For reasons that are easy to guess, resigning employees are rarely sued and held to pay damages for failure to give reasonable notice. Still, case law does provide some examples of awards payable to ex-employers:

  • $28,193, corresponding to six weeks’ salary (Traffic Tech inc. c. Kennell, 2016 QCCS 355, a decision that we already commented on another aspect)
  • $4,000, set under the Court’s discretionary power (Environnement Sanivac inc. c. Lamoureux, 2015 QCCQ 10261)
  • $1,564, corresponding to two weeks’ salary (Distribution Charlebois inc. c. Leroux, 2015 QCCQ 7341)
  • $5,292, corresponding to three weeks’ salary, on top of $2,500 for general damages and intentional destruction of computer files by the ex-employee (Ethica Clinical Research Inc. c. Le Gall, 2015 QCCQ 3708)
  • $1,180, for salaries and expenditures paid by the ex-employer (9142-2097 Québec inc. c. Côté, 2011 QCCQ 12635)
  • $4,000, for lost income (Transport Daniel Baril A. inc. c. Valade, 2011 QCCQ 6792))
  • $14,814, payable by three ex-employees to compensate income lost by the ex-employer (Vibration et balancement Borgia (3436993 Canada inc.) c. Richard, 2011 QCCQ 3989))
  • $15,000, set under the Court’s discretionary power (Carrefour immobilier de l’Estrie inc. (Groupe Sutton de l’Estrie) c. Gagnon, 2007 QCCS 4471))
  • $7,500, corresponding to six weeks’ salary and including $1,000 in general damages (Corporation Tribospec c. Spartan Marketing Services Inc., 2006 QCCQ 5840).

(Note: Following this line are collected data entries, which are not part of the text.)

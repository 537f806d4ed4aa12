use clap::Parser;

/// This is an election tabulation program: it resolves an election with one of the supported
/// voting methods and prints a JSON summary of the rounds.
#[derive(Parser, Debug, Clone)]
#[clap(author, version, about, long_about = None)]
pub struct Args {
    /// (file path, optional) The file containing the election description, in JSON format.
    /// Either this option or --input must be given.
    #[clap(short, long, value_parser)]
    pub config: Option<String>,
    /// (file path) A reference file containing the outcome of an election in JSON format. If provided, choicetab will
    /// check that the tabulated output matches the reference.
    #[clap(short, long, value_parser)]
    pub reference: Option<String>,

    /// (file path, 'stdout' or empty) If specified, the summary of the election will be written in JSON format to the given
    /// location.
    #[clap(short, long, value_parser)]
    pub out: Option<String>,

    /// (file path or empty) A CSV file of ranked ballots: a header line, then one ballot per line with an id,
    /// a count and the choices in order. Setting this option replaces the ballots of the --config option.
    #[clap(short, long, value_parser)]
    pub input: Option<String>,

    /// (method name) The voting method, for example instant_runoff, schulze_method or star.
    /// Overrides the method of the --config option. Defaults to instant_runoff.
    #[clap(short, long, value_parser)]
    pub method: Option<String>,

    /// (integer) The seed used for hashed tie breaks and for random dictatorship.
    #[clap(long, value_parser)]
    pub seed: Option<u32>,

    // Other arguments
    /// If passed as an argument, will turn on verbose logging to the standard output.
    #[clap(long, takes_value = false)]
    pub verbose: bool,
}
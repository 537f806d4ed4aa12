mod args;
mod election;

use clap::Parser;
use log::info;
use snafu::ErrorCompat;

use crate::args::Args;
use crate::election::{run_election, Overrides};

fn main() {
    let args = Args::parse();

    if args.verbose {
        env_logger::builder()
            .filter_level(log::LevelFilter::Debug)
            .init();
    } else {
        env_logger::init();
    }
    info!("args: {:?}", args);

    let overrides = Overrides {
        method: args.method.clone(),
        seed: args.seed,
        input: args.input.clone(),
    };
    let res = run_election(
        args.config.clone(),
        args.reference.clone(),
        args.out.clone(),
        &overrides,
    );

    if let Err(e) = res {
        eprintln!("An error occured: {}", e);
        if let Some(bt) = ErrorCompat::backtrace(&e) {
            eprintln!("{}", bt);
        }
        std::process::exit(1);
    }
}
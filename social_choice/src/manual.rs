/*!

This is the long-form manual for `social_choice` and `choicetab`.

## Methods

Each method is named by a lowercase identifier. Names are matched without regard
to case, with `-` read as `_`. The cardinal methods `approval`, `score`, `star`
and `three_two_one` also accept a `_voting` suffix (`star_voting`).

### Positional methods (ranked ballots)

| name             | points for ranks 1, 2, 3, ...        |
|------------------|--------------------------------------|
| `plurality`      | 1 for the first choice               |
| `anti_plurality` | -1 for rank m, 0 otherwise           |
| `veto`           | 1 for ranks 1 to m-1                 |
| `borda_count`    | m-1, m-2, ..., 0 for m candidates    |
| `dowdall`        | 1, 1/2, 1/3, ...                     |
| `five_three_one` | 5, 3, 1                              |

Here m is the number of candidates, and truncated ballots score nothing for
the ranks they leave blank. The highest total wins.

### Runoff methods (ranked ballots)

- `two_round_runoff`: the two leaders of the plurality count face each other.
- `instant_runoff`: the candidate with the fewest first choices is eliminated
  until one candidate holds a strict majority of the ballots still counting.
  The rules may ask for batch elimination (see [Configuration](#configuration)).
- `coombs`: same as `instant_runoff`, but the candidate ranked last most often
  is eliminated.
- `bucklin`: the first, then the first two, then the first three choices are
  counted, until a candidate holds more than half of the mentions counted in
  that round.
- `baldwin`: the lowest Borda score is eliminated, and the scores recomputed.
- `nanson`: all the candidates below the average Borda score are eliminated at
  once.

### Condorcet methods (ranked ballots)

These methods all elect the candidate who beats every other one head-to-head,
when such a candidate exists. They differ when the majorities form a cycle.

- `minimax`: the smallest worst defeat wins.
- `copeland`: one point per pairwise win, minus one per pairwise loss.
- `black_rule`: the Condorcet winner, or else the Borda winner.
- `smith_irv`: instant runoff restricted to the Smith set.
- `ranked_pairs`: the pairwise wins are locked from the largest margin down,
  skipping those that would create a cycle.
- `schulze_method`: the strongest beatpaths decide.
- `kemeny_young`: the ordering agreeing with the most pairwise preferences. It
  visits every ordering, so it refuses elections of more than 8 candidates.
- `dodgson`, `young`: the candidate closest to being a Condorcet winner.

### Cardinal methods

| name                  | ballot                        |
|-----------------------|-------------------------------|
| `approval`            | list of approved ids          |
| `score`               | id to score                   |
| `star`                | id to score                   |
| `majority_judgment`   | id to grade label             |
| `three_two_one`       | id to `good`, `ok` or `bad`   |
| `max_utility`         | id to utility                 |

`star` runs an automatic runoff between the two highest score totals: each
ballot supports the finalist it scored higher. `majority_judgment` understands
the usual grade labels (`Excellent`, `Very Good`, `Good`, `Fair`, `Poor`,
`Reject`, ...). Ballots using other labels are ranked by their descending
string order.

### Lottery

`random_dictatorship` elects the first choice of a ballot drawn at random. The
draw is reproducible when a seed is given.

## Configuration

`choicetab` reads an election description in JSON:

```text
{
  "outputSettings": {
    "contestName": "Club treasurer",
    "contestDate": "2024-03-05",
    "contestJurisdiction": "Riverside",
    "contestOffice": "Treasurer"
  },
  "candidates": [
    {"id": "A", "name": "Anna"},
    {"id": "B", "name": "Bob", "excluded": true}
  ],
  "rules": {
    "method": "instant_runoff",
    "tiebreakMode": "hashed",
    "randomSeed": 17,
    "eliminationAlgorithm": "batch"
  },
  "ballots": [["A", "B"], {"choices": ["B"], "count": 3}]
}
```

Only `outputSettings.contestName` is mandatory. When `candidates` is missing,
the candidates are the ids found on the ballots.

Rules (the tie-break mode and the elimination algorithm only matter to
`instant_runoff`, `coombs`, `baldwin`, `nanson` and `smith_irv`):
- `method` (string): defaults to `instant_runoff`.
- `tiebreakMode`: `alphabetical` (the default) or `hashed`. The hashed mode
  requires a seed and breaks the elimination ties of the runoff methods in a
  reproducible pseudo-random order.
- `randomSeed` (number or string): also seeds `random_dictatorship`.
- `eliminationAlgorithm`: `single` (the default) or `batch`.

The shape of `ballots` depends on the method. Ranked ballots are lists of ids,
or objects with `choices` and `count`. Approval ballots are lists of ids.
Score, grade and utility ballots are objects mapping ids to values:

```text
"ballots": [{"A": 5, "B": 3}, {"C": 2}]
```

### CSV files

Ranked ballots can also be read from CSV files, listed under `ballotSources`:

```text
"ballotSources": [{
  "filePath": "ballots.csv",
  "firstVoteColumnIndex": 3,
  "firstVoteRowIndex": 2,
  "idColumnIndex": 1,
  "countColumnIndex": "B"
}]
```

The paths are relative to the configuration file. All the indexes start at 1,
and the columns can also be given with spreadsheet letters. The `id` and
`count` columns are optional: without them, ids are made from the file name and
every line counts once. Blank cells are skipped.

```text
id,count,choice 1,choice 2,choice 3
b1,2,A,B,C
b2,1,B,A,
```

The `--input` command line option reads a file with exactly this layout, and
replaces the ballots of the configuration.

## Output

The summary lists the rounds of the method. Each round has the tally of every
candidate still running (as strings), and the candidates eliminated in that
round. The last round also names the elected candidate.

Most methods report a single round. The runoff methods report one round per
elimination, or per widening of the window for `bucklin`. `two_round_runoff`
reports two rounds unless the first one gives a majority. `star` reports its
scoring round and its runoff (only the first with a lone candidate), and
`three_two_one` its three stages.

 */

What lessons can we draw from these examples?

If you are an employee: announce your resignation early enough to give your employer enough time to plan for your replacement. Keep in mind that the Civil Code imposes an obligation of loyalty that persists even after your departure — in addition to eventual non-competition clauses that could still be binding. Ideally, discuss your intention with your employer and come to an agreement on the conditions of your departure.

If you are an employer: remind your employees of their obligation to give a notice of resignation, by specifying a clause in the letter of employment or the collective agreement. Periodically, you should also express your willingness to discuss the conditions of resignations.

In both cases: keep in mind that, just like a termination, a resignation carries legal consequences that may be costly, and harmful to your reputation.

Do not hesitate to consult with a legal advisor before making a decision: this is clearly one case where an ounce of prevention is worth a pound of cure.